Stored data entries:
[Start of Attachment]
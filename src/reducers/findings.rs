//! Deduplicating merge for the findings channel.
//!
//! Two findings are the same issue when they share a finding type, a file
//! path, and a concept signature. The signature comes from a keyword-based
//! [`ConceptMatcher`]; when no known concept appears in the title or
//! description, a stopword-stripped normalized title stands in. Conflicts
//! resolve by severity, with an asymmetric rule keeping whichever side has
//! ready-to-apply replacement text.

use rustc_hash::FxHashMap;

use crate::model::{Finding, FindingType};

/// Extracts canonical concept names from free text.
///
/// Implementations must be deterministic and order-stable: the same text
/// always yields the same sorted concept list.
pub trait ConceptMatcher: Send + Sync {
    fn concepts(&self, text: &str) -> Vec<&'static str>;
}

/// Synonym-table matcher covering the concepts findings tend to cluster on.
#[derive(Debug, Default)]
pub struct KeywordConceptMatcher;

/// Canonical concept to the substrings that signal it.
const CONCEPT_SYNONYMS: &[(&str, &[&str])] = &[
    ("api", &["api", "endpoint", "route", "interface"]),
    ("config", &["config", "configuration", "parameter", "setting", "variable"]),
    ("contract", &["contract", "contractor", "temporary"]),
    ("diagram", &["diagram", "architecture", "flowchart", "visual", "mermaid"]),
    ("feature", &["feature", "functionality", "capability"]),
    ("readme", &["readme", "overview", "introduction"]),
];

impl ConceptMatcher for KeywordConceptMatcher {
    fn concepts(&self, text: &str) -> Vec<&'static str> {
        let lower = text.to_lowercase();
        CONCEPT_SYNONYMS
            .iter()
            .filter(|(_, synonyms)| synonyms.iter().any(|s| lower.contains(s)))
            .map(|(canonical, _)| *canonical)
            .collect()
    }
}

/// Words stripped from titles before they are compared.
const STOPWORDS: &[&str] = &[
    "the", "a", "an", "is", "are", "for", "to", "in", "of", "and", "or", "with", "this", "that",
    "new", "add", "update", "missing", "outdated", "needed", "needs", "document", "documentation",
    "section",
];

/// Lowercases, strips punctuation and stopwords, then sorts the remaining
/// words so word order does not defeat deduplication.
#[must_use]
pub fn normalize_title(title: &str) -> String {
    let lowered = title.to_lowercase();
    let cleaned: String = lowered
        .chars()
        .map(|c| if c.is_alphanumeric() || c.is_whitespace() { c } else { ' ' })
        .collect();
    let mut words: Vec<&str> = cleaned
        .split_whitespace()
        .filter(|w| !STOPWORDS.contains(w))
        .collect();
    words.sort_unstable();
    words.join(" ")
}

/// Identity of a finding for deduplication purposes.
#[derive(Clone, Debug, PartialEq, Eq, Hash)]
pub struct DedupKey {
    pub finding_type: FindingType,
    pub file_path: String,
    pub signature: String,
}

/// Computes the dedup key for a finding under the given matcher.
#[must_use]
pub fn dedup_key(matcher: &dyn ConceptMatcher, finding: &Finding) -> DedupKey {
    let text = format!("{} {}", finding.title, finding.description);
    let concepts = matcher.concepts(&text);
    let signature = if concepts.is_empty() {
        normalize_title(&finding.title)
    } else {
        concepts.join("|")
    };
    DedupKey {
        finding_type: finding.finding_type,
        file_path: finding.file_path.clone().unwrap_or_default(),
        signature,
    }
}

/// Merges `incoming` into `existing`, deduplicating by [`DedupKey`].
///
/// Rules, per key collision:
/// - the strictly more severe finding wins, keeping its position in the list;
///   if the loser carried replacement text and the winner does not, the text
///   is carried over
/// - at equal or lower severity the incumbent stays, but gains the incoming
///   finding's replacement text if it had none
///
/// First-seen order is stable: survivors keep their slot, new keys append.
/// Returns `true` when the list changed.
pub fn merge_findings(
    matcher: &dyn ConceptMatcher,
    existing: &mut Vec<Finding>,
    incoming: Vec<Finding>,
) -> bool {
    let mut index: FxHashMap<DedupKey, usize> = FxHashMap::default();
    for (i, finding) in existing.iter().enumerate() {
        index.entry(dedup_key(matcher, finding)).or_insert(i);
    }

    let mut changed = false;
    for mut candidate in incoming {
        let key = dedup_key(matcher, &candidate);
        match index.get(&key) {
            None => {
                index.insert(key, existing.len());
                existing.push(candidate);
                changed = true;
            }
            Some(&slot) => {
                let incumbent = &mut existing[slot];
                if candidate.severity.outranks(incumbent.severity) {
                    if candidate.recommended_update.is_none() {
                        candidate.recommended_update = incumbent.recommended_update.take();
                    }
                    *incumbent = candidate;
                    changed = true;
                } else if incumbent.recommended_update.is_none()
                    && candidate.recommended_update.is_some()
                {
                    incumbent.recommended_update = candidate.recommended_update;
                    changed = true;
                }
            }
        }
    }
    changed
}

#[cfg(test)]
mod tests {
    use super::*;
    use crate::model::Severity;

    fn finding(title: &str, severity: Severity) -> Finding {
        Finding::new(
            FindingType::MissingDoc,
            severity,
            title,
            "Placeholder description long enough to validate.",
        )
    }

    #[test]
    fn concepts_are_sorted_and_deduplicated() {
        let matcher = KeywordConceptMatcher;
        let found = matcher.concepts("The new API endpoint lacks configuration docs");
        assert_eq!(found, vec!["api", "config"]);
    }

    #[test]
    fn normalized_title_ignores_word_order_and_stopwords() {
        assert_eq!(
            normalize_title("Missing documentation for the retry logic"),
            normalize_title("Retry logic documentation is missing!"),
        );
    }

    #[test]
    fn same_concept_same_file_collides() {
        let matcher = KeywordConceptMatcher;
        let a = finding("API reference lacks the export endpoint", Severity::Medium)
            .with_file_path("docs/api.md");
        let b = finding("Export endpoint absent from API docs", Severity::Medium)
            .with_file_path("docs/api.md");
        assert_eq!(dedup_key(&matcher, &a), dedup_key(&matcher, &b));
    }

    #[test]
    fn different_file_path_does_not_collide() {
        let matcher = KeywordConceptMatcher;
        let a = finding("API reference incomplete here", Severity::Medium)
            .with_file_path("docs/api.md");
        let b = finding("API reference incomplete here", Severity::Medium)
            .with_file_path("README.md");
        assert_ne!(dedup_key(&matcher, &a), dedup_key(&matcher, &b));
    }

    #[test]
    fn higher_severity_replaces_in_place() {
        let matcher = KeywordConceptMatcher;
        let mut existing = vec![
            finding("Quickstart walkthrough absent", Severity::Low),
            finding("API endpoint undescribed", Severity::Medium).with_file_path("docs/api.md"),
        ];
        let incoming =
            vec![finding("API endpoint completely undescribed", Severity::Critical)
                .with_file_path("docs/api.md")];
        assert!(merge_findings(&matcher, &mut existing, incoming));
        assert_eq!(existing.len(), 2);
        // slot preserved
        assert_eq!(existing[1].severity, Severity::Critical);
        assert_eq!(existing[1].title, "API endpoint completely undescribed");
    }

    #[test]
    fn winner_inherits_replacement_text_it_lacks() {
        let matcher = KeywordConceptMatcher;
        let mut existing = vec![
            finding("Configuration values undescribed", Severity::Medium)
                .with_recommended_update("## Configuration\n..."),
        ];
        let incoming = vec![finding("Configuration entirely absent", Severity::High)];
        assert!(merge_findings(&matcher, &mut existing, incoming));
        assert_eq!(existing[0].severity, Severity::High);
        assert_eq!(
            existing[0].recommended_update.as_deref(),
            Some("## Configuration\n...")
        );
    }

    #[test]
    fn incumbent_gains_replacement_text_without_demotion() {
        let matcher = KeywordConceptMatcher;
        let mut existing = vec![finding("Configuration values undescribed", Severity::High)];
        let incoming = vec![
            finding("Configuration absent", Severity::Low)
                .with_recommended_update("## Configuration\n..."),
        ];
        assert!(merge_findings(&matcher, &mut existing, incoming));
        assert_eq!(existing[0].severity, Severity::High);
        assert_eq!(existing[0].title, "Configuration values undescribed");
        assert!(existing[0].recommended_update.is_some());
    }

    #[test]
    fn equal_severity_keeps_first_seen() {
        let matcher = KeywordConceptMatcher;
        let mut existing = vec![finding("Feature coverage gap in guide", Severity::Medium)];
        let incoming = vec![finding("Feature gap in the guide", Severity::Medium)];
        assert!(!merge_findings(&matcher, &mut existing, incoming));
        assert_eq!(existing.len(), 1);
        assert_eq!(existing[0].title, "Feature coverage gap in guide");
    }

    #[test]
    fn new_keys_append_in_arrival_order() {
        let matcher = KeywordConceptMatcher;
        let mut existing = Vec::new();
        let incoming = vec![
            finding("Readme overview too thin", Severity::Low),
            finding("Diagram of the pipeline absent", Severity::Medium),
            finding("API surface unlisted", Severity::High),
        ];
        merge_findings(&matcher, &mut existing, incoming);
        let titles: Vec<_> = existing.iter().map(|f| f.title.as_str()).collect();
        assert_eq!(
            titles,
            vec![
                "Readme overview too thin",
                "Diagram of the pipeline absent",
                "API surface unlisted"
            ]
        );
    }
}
[End of Attachment]
[Start of Attachment]
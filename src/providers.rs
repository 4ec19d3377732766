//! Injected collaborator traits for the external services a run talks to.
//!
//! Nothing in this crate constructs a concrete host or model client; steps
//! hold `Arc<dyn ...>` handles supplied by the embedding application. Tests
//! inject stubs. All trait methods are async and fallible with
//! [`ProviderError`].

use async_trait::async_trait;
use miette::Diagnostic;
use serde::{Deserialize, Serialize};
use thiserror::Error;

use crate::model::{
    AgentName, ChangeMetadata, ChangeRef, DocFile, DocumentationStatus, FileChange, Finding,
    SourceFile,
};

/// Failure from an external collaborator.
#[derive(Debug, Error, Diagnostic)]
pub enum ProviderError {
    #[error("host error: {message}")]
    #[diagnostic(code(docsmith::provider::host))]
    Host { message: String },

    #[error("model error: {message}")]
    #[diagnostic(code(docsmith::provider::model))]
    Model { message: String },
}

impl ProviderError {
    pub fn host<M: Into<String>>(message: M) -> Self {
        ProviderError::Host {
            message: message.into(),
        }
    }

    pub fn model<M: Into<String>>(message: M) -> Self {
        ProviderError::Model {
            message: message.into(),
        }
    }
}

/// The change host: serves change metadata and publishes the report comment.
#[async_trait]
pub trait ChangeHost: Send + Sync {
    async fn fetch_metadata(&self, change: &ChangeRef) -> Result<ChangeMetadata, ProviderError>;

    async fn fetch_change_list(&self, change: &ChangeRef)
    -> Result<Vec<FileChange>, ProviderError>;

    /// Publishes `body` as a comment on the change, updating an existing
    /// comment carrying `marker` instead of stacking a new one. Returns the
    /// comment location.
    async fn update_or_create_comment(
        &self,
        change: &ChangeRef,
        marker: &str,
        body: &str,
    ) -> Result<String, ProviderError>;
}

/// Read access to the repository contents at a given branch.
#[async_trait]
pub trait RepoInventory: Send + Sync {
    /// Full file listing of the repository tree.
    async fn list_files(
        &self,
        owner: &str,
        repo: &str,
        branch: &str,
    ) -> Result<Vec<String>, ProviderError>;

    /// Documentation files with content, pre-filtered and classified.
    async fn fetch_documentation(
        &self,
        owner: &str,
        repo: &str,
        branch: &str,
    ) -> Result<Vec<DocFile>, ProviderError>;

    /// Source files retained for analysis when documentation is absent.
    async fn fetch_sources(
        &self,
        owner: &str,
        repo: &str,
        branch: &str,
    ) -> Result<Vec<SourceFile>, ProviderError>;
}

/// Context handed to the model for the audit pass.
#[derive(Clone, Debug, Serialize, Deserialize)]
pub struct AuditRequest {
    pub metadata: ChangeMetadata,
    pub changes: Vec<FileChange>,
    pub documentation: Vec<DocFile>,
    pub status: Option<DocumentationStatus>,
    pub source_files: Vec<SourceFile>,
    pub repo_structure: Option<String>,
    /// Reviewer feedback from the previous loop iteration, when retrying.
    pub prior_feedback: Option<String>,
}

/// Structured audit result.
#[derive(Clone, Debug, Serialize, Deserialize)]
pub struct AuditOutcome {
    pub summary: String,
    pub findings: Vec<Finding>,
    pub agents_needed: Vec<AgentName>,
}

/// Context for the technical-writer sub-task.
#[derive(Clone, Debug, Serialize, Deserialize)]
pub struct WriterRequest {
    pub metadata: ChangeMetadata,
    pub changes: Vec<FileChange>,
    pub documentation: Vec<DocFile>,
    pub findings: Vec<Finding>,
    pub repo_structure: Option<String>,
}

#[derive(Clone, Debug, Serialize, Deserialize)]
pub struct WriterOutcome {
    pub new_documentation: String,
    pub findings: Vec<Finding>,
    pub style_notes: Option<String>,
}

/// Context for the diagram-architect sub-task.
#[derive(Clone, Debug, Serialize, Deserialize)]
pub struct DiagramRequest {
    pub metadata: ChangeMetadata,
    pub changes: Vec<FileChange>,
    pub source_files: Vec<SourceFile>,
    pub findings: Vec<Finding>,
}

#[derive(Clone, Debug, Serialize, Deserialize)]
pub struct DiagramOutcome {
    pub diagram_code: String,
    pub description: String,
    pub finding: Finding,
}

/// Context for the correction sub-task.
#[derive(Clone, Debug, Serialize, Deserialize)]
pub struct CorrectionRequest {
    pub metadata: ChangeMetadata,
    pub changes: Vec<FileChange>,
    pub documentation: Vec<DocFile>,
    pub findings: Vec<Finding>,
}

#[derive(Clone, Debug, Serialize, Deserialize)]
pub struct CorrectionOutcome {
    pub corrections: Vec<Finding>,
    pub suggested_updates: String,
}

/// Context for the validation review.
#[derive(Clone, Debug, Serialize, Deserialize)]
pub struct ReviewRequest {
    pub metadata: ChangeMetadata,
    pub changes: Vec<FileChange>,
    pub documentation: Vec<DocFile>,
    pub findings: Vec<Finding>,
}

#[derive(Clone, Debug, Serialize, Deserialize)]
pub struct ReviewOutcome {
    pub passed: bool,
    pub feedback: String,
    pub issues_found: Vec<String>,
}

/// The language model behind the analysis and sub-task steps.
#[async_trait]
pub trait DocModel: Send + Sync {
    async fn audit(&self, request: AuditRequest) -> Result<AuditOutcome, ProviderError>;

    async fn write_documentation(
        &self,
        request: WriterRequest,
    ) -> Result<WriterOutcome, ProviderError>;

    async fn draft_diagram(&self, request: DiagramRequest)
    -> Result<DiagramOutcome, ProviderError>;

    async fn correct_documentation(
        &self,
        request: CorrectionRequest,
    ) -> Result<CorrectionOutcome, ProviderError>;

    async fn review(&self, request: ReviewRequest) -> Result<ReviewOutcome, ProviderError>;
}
[End of Attachment]
[Start of Attachment]
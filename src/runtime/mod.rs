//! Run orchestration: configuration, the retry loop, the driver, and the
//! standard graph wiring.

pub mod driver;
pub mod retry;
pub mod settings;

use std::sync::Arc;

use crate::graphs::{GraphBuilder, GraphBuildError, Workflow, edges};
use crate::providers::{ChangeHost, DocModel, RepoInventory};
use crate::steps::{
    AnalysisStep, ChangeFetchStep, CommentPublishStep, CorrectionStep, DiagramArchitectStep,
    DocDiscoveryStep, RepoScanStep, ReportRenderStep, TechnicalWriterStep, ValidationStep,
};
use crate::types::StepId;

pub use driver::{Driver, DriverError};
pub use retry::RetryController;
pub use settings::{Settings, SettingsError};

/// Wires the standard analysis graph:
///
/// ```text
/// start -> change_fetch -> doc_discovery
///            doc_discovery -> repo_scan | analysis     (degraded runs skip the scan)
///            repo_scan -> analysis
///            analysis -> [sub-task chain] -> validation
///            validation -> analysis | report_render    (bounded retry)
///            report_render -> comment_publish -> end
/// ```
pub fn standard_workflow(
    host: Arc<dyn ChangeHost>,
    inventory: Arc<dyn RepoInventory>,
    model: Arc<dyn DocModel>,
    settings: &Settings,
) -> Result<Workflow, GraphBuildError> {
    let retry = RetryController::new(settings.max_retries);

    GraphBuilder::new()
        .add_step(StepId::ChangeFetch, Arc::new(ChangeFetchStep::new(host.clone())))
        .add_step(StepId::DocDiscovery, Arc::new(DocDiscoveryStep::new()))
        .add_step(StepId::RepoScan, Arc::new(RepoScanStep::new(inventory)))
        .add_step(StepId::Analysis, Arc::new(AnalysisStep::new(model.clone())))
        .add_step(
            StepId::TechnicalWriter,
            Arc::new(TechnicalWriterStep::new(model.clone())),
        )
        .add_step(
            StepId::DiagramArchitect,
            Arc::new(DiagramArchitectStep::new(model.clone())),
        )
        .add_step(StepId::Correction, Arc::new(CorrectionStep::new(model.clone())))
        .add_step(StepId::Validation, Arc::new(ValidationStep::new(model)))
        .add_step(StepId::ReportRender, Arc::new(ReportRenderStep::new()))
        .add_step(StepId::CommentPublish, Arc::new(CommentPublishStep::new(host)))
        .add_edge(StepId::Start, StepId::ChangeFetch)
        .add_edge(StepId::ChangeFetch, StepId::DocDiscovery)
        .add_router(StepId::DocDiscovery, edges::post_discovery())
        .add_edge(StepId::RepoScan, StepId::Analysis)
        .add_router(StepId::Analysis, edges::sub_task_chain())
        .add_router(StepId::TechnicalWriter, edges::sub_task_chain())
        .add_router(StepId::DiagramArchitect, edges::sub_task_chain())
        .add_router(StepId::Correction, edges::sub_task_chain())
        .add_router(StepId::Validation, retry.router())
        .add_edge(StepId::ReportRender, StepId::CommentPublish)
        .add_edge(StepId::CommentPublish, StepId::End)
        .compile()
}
[End of Attachment]
▶ **REQUIRED WORK**:
Reproduce the entries above exactly, but only the lines between the line holding "filename src/reducers/findings.rs" and the line holding "let lower = text.to_lowercase();", inclusive.

▶ **RESPONSE BELOW**:
filename src/reducers/findings.rs
//! Deduplicating merge for the findings channel.
//!
//! Two findings are the same issue when they share a finding type, a file
//! path, and a concept signature. The signature comes from a keyword-based
//! [`ConceptMatcher`]; when no known concept appears in the title or
//! description, a stopword-stripped normalized title stands in. Conflicts
//! resolve by severity, with an asymmetric rule keeping whichever side has
//! ready-to-apply replacement text.

use rustc_hash::FxHashMap;

use crate::model::{Finding, FindingType};

/// Extracts canonical concept names from free text.
///
/// Implementations must be deterministic and order-stable: the same text
/// always yields the same sorted concept list.
pub trait ConceptMatcher: Send + Sync {
    fn concepts(&self, text: &str) -> Vec<&'static str>;
}

/// Synonym-table matcher covering the concepts findings tend to cluster on.
#[derive(Debug, Default)]
pub struct KeywordConceptMatcher;

/// Canonical concept to the substrings that signal it.
const CONCEPT_SYNONYMS: &[(&str, &[&str])] = &[
    ("api", &["api", "endpoint", "route", "interface"]),
    ("config", &["config", "configuration", "parameter", "setting", "variable"]),
    ("contract", &["contract", "contractor", "temporary"]),
    ("diagram", &["diagram", "architecture", "flowchart", "visual", "mermaid"]),
    ("feature", &["feature", "functionality", "capability"]),
    ("readme", &["readme", "overview", "introduction"]),
];

impl ConceptMatcher for KeywordConceptMatcher {
    fn concepts(&self, text: &str) -> Vec<&'static str> {
        let lower = text.to_lowercase();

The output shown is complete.